The idea with Zfone is to prove that the person you're hearing is also the person your computer is sending packets to. It's protecting against a MITM attack where the attacker forwards the VoIP packets but sits in an intermediate position to break the encryption and snoop on the conversation. It doesn't, and can't, protect against a scenario where the attacker is actually generating the audio you hear. Thus Zfone will protect you against eavesdropping when talking to a friend (because you'll know if you're talking to a different person instead) but it won't protect you if you're talking to a stranger for the first time.
The root certificates are installed in your browser - these are not the same thing as the $25 cert. you can buy online. This is why self-signed certs. don't automatically work on browsers, and why certain cheap certs. don't work universally.
Regarding the name presented for the 'financial institution,' you're quite correct - the aforementioned dirt-cheap certs. don't do any legwork and the name that's entered may be fake. Regrettably, this was meant to originally be a 'key' (*groan*) part of SSL - that a business' DUNS number or other identifier was used to verify a business, and certs. wouldn't be handed out willy-nilly. Now...this is allegedly being handled by very expensive Extended Validation (EV) process, which gets extra 'chrome' in modern browsers, stating that the company's identity was actually verified by the cert. authority (issuer).
"There is an additional problem inherent in SSL..."

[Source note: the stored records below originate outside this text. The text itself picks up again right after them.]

use classroom_core::model::{LessonId, LessonResult, LessonResultRecord, StudentId};

use super::{
    SqliteRepository,
    mapping::{conn, map_result_row},
};
use crate::repository::{ResultRepository, StorageError};

#[async_trait::async_trait]
impl ResultRepository for SqliteRepository {
    async fn append_result(&self, record: &LessonResultRecord) -> Result<i64, StorageError> {
        let res = sqlx::query(
            r"
                INSERT INTO lesson_results (
                    student_id, lesson_id, correct_count, total_count, created_at
                )
                VALUES (?1, ?2, ?3, ?4, ?5)
            ",
        )
        .bind(record.student_id.as_str())
        .bind(record.result.lesson_id.as_str())
        .bind(record.result.correct_count.map(i64::from))
        .bind(record.result.total_count.map(i64::from))
        .bind(record.created_at)
        .execute(&self.pool)
        .await
        .map_err(conn)?;

        Ok(res.last_insert_rowid())
    }

    async fn results_for_student(
        &self,
        student_id: &StudentId,
        lessons: Option<&[LessonId]>,
    ) -> Result<Vec<LessonResult>, StorageError> {
        if lessons.is_some_and(<[LessonId]>::is_empty) {
            return Ok(Vec::new());
        }

        let mut sql = String::from(
            r"
                SELECT lesson_id, correct_count, total_count
                FROM lesson_results
                WHERE student_id = ?1
            ",
        );

        if let Some(ids) = lessons {
            sql.push_str(" AND lesson_id IN (");
            for i in 0..ids.len() {
                if i > 0 {
                    sql.push_str(", ");
                }
                sql.push('?');
                sql.push_str(&(i + 2).to_string());
            }
            sql.push(')');
        }
        sql.push_str(" ORDER BY created_at ASC, id ASC");

        let mut query = sqlx::query(&sql).bind(student_id.as_str());
        for id in lessons.unwrap_or_default() {
            query = query.bind(id.as_str());
        }

        let rows = query.fetch_all(&self.pool).await.map_err(conn)?;

        let mut out = Vec::with_capacity(rows.len());
        for row in rows {
            out.push(map_result_row(&row)?);
        }
        Ok(out)
    }
}
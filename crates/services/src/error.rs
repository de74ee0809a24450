//! Shared error types for the services crate.

use thiserror::Error;

use classroom_core::model::StudentId;
use storage::repository::StorageError;
use storage::sqlite::SqliteInitError;

/// Errors emitted by `ProgressService`.
#[derive(Debug, Error)]
#[non_exhaustive]
pub enum ProgressError {
    #[error("student {0} is not enrolled in any class")]
    NotEnrolled(StudentId),
    #[error(transparent)]
    Storage(#[from] StorageError),
}

/// Errors emitted by `DashboardService`.
#[derive(Debug, Error)]
#[non_exhaustive]
pub enum DashboardError {
    #[error("student not found: {0}")]
    StudentNotFound(StudentId),
    #[error(transparent)]
    Storage(#[from] StorageError),
}

/// Errors emitted by `ClassService`.
#[derive(Debug, Error)]
#[non_exhaustive]
pub enum ClassError {
    #[error("no class uses code {0}")]
    UnknownCode(String),
    #[error("could not generate a unique class code after {0} attempts")]
    CodeExhausted(u32),
    #[error(transparent)]
    Model(#[from] classroom_core::Error),
    #[error(transparent)]
    Storage(#[from] StorageError),
}

/// Errors emitted while bootstrapping app services.
#[derive(Debug, Error)]
#[non_exhaustive]
pub enum AppServicesError {
    #[error(transparent)]
    Sqlite(#[from] SqliteInitError),
}
use std::sync::Arc;

use serde::Serialize;

use classroom_core::compute_best_accuracy;
use classroom_core::model::{ClassId, Level, Student, StudentId};
use classroom_core::stats::{
    DashboardStats, current_level, streak_days, streak_window_start, total_points,
};
use storage::repository::{
    CatalogRepository, ClassRepository, PointsRepository, ResultRepository, SessionRepository,
    Storage, StudentRepository,
};

use crate::Clock;
use crate::error::DashboardError;

/// Everything the student home screen shows.
#[derive(Debug, Clone, PartialEq, Serialize)]
pub struct StudentDashboard {
    pub student: Student,
    pub class_id: Option<ClassId>,
    pub stats: DashboardStats,
    pub level: Option<Level>,
}

#[derive(Clone)]
pub struct DashboardService {
    clock: Clock,
    students: Arc<dyn StudentRepository>,
    classes: Arc<dyn ClassRepository>,
    catalog: Arc<dyn CatalogRepository>,
    results: Arc<dyn ResultRepository>,
    points: Arc<dyn PointsRepository>,
    sessions: Arc<dyn SessionRepository>,
}

impl DashboardService {
    #[must_use]
    pub fn new(clock: Clock, storage: &Storage) -> Self {
        Self {
            clock,
            students: Arc::clone(&storage.students),
            classes: Arc::clone(&storage.classes),
            catalog: Arc::clone(&storage.catalog),
            results: Arc::clone(&storage.results),
            points: Arc::clone(&storage.points),
            sessions: Arc::clone(&storage.sessions),
        }
    }

    /// Load the dashboard for a student.
    ///
    /// The active class is the student's earliest enrollment; a student with no
    /// class still gets stats, with the lesson total taken from their results.
    ///
    /// # Errors
    ///
    /// Returns `DashboardError::StudentNotFound` if the student does not exist.
    /// Returns `DashboardError::Storage` if any fetch fails.
    pub async fn load(&self, student_id: &StudentId) -> Result<StudentDashboard, DashboardError> {
        let today = self.clock.today();
        let (student, classes, points, levels, results, sessions) = tokio::try_join!(
            self.students.get_student(student_id),
            self.classes.classes_for_student(student_id),
            self.points.points_for_student(student_id),
            self.points.list_levels(),
            self.results.results_for_student(student_id, None),
            self.sessions.sessions_since(student_id, streak_window_start(today)),
        )?;

        let student = student.ok_or_else(|| DashboardError::StudentNotFound(student_id.clone()))?;

        let class_id = classes.into_iter().next();
        let class_lesson_count = match &class_id {
            Some(id) => self.catalog.catalog_for_class(id).await?.len(),
            None => {
                log::warn!("student {student_id} has no class; using lessons from results");
                0
            }
        };

        let total = total_points(&points);
        let streak = streak_days(sessions.iter().map(|s| s.created_at), today);
        let best = compute_best_accuracy(&results);
        let stats = DashboardStats::compute(&best, &results, class_lesson_count, total, streak);
        let level = current_level(&levels, total).cloned();

        log::debug!(
            "dashboard for {student_id}: {} points, {}/{} lessons, streak {streak}",
            stats.total_points,
            stats.lessons_completed,
            stats.total_lessons
        );

        Ok(StudentDashboard {
            student,
            class_id,
            stats,
            level,
        })
    }
}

Unfortunately, there is more than one problem here. SSL server authentication could have eliminated problems like phishing.
The biggest problem has been that the whole Certificate Authority (CA) system has been corrupted by greed, plain and simple. [One can say the same about domain registration, but that is a different, but similar, discussion].

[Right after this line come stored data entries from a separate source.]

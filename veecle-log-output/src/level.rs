/// ANSI escape resetting all attributes.
pub(crate) const COLOR_DEFAULT: &str = "\x1B[0m";
pub(crate) const COLOR_RED: &str = "\x1B[1;31m";
pub(crate) const COLOR_GREEN: &str = "\x1B[1;32m";
pub(crate) const COLOR_YELLOW: &str = "\x1B[1;33m";

/// Severity of a log record.
#[derive(Debug, Clone, Copy, PartialEq, Eq, Hash)]
pub enum Level {
    /// No severity attached.
    None,

    /// The "err" level.
    Error,

    /// The "wrn" level.
    Warning,

    /// The "inf" level.
    Info,

    /// The "dbg" level.
    Debug,

    /// An unframed raw string.
    ///
    /// Raw strings are printed without prefix, postfix or decoration.
    RawString(Newlines),
}

/// Newline handling of a [`Level::RawString`] record.
#[derive(Debug, Clone, Copy, PartialEq, Eq, Hash)]
pub enum Newlines {
    /// Expand every `\n` into `\r\n`.
    Expand,

    /// Pass the payload through unmodified.
    Verbatim,
}

impl Level {
    /// The three letter tag printed between angle brackets.
    pub fn tag(self) -> Option<&'static str> {
        match self {
            Level::Error => Some("err"),
            Level::Warning => Some("wrn"),
            Level::Info => Some("inf"),
            Level::Debug => Some("dbg"),
            Level::None | Level::RawString(_) => None,
        }
    }

    /// The ANSI color escape starting a record of this severity.
    ///
    /// Info records are only colored (green) if `info_green` is set.
    pub fn color(self, info_green: bool) -> Option<&'static str> {
        match self {
            Level::Error => Some(COLOR_RED),
            Level::Warning => Some(COLOR_YELLOW),
            Level::Info => info_green.then_some(COLOR_GREEN),
            Level::Debug | Level::None | Level::RawString(_) => None,
        }
    }

    /// Maps the severity onto RFC 5424 severity codes.
    ///
    /// ```text
    /// 0   Emergency      System is unusable
    /// 1   Alert          Action must be taken immediately
    /// 2   Critical       Critical conditions
    /// 3   Error          Error conditions
    /// 4   Warning        Warning conditions
    /// 5   Notice         Normal but significant condition
    /// 6   Informational  Informational messages
    /// 7   Debug          Debug-level messages
    /// ```
    pub fn rfc5424_severity(self) -> u8 {
        match self {
            Level::Error => 3,
            Level::Warning => 4,
            Level::Info => 6,
            Level::Debug | Level::None | Level::RawString(_) => 7,
        }
    }

    /// Returns whether records of this level are unframed raw strings.
    pub fn is_raw_string(self) -> bool {
        matches!(self, Level::RawString(_))
    }
}

#[cfg(test)]
mod tests {
    use super::{Level, Newlines};
    use test_case::test_case;

    #[test_case(Level::Error, Some("err"), 3)]
    #[test_case(Level::Warning, Some("wrn"), 4)]
    #[test_case(Level::Info, Some("inf"), 6)]
    #[test_case(Level::Debug, Some("dbg"), 7)]
    #[test_case(Level::None, None, 7)]
    #[test_case(Level::RawString(Newlines::Verbatim), None, 7)]
    fn level_mappings(level: Level, tag: Option<&str>, severity: u8) {
        assert_eq!(level.tag(), tag);
        assert_eq!(level.rfc5424_severity(), severity);
    }

    #[test]
    fn info_color_is_optional() {
        assert_eq!(Level::Info.color(false), None);
        assert_eq!(Level::Info.color(true), Some("\x1B[1;32m"));
        assert_eq!(Level::Error.color(false), Some("\x1B[1;31m"));
        assert_eq!(Level::Warning.color(false), Some("\x1B[1;33m"));
        assert_eq!(Level::Debug.color(true), None);
    }
}
//! Tick frequency configuration and tick arithmetic.
//!
//! Timestamps arrive as raw ticks of a monotonic counter.
//! A [`Clock`] knows the counter frequency and converts ticks into microseconds or clock components using
//! integer arithmetic only.

/// Raw timestamp of a log record, in ticks of the log clock.
#[cfg(not(feature = "timestamp-64bit"))]
pub type Ticks = u32;

/// Raw timestamp of a log record, in ticks of the log clock.
#[cfg(feature = "timestamp-64bit")]
pub type Ticks = u64;

/// Zero-padded decimal width of unformatted [`Ticks`].
#[cfg(not(feature = "timestamp-64bit"))]
pub const RAW_TICKS_WIDTH: usize = 8;

/// Zero-padded decimal width of unformatted [`Ticks`].
#[cfg(feature = "timestamp-64bit")]
pub const RAW_TICKS_WIDTH: usize = 16;

/// Frequency of the log clock.
///
/// Frequencies above [`Clock::MAX_FREQUENCY`] are scaled down by a power of two divisor applied to every tick
/// value before conversion.
/// Nothing below a microsecond is printed, and the smaller frequency keeps intermediate products from
/// overflowing.
#[derive(Debug, Clone, Copy, PartialEq, Eq, Hash)]
pub struct Clock {
    frequency: u32,
    divisor: u32,
}

impl Default for Clock {
    fn default() -> Self {
        Self::UNCONFIGURED
    }
}

/// A tick value split into clock components.
#[derive(Debug, Clone, Copy, PartialEq, Eq, Hash)]
pub struct ClockTime {
    /// Whole seconds since the counter started.
    pub total_seconds: u64,
    /// Whole hours, not wrapped at 24.
    pub hours: u64,
    /// Minutes within the hour.
    pub minutes: u32,
    /// Seconds within the minute.
    pub seconds: u32,
    /// Milliseconds within the second.
    pub millis: u32,
    /// Microseconds within the millisecond.
    pub micros: u32,
}

impl ClockTime {
    /// Microseconds within the second.
    pub fn subsec_micros(&self) -> u32 {
        self.millis * 1000 + self.micros
    }
}

impl Clock {
    /// Highest frequency used for conversion, 1 MHz.
    pub const MAX_FREQUENCY: u32 = 1_000_000;

    /// A clock without a known frequency, formatted timestamps are omitted.
    pub const UNCONFIGURED: Self = Self {
        frequency: 0,
        divisor: 1,
    };

    /// Creates a clock ticking at `frequency` Hz.
    ///
    /// ```rust
    /// use veecle_log_output::Clock;
    ///
    /// let clock = Clock::new(32_000_000);
    /// assert_eq!(clock.frequency(), 1_000_000);
    /// assert_eq!(clock.divisor(), 32);
    /// ```
    pub const fn new(frequency: u32) -> Self {
        let mut frequency = frequency;
        let mut divisor = 1;
        while frequency > Self::MAX_FREQUENCY {
            frequency /= 2;
            divisor *= 2;
        }

        Self { frequency, divisor }
    }

    /// The effective frequency after scaling.
    pub fn frequency(&self) -> u32 {
        self.frequency
    }

    /// The power of two every tick value is divided by before conversion.
    pub fn divisor(&self) -> u32 {
        self.divisor
    }

    /// Returns `true` once a non-zero frequency is known.
    pub fn is_configured(&self) -> bool {
        self.frequency != 0
    }

    /// Converts `ticks` into microseconds.
    ///
    /// An unconfigured clock converts everything to 0.
    /// Results beyond `u64::MAX` microseconds, only reachable with 64-bit ticks, saturate.
    pub fn to_micros(&self, ticks: Ticks) -> u64 {
        if !self.is_configured() {
            return 0;
        }

        let ticks = u64::from(ticks) / u64::from(self.divisor);
        let micros = u128::from(ticks) * 1_000_000 / u128::from(self.frequency);
        u64::try_from(micros).unwrap_or(u64::MAX)
    }

    /// Splits `ticks` into clock components, or `None` for an unconfigured clock.
    pub fn split(&self, ticks: Ticks) -> Option<ClockTime> {
        if !self.is_configured() {
            return None;
        }

        let frequency = u64::from(self.frequency);
        let ticks = u64::from(ticks) / u64::from(self.divisor);

        let total_seconds = ticks / frequency;
        let hours = total_seconds / 3600;
        let mut seconds = total_seconds - hours * 3600;
        let minutes = seconds / 60;
        seconds -= minutes * 60;

        let remainder = ticks % frequency;
        let millis = remainder * 1000 / frequency;
        // Only the part below the last full millisecond contributes here.
        let micros = 1000 * (remainder * 1000 - millis * frequency) / frequency;

        Some(ClockTime {
            total_seconds,
            hours,
            minutes: minutes as u32,
            seconds: seconds as u32,
            millis: millis as u32,
            micros: micros as u32,
        })
    }
}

For the CA system to really work, there needs to be just a few, trusted CAs (the same can be said for domain registation). Where all issued SSL server certificates are properly vetted, so one can easily determine the level of trust associated with that certificate.
This was the case, at first, there was one CA, the "RSA Secure Server" CA as I recall. One could easily determine the level of trust associated with the issuing of SSL server certs by that CA (and hence, an SSL connection established from it).
Then, the CA domain grew to around 10 CAs. While not good, it was still ok as this small group of CAs (i.e. Verisign, GTE, etc.) were well regarded and maintained their integrity to ensure a high degree of trust associated with SSL server certificate issuing.
At one point, there was serious discussion about a US government agency (i.e. USPS) becoming "the" CA. While a great idea (providing lots of localized points of presence for physical verification of SSL server certificate owners), it never was able to get properly established.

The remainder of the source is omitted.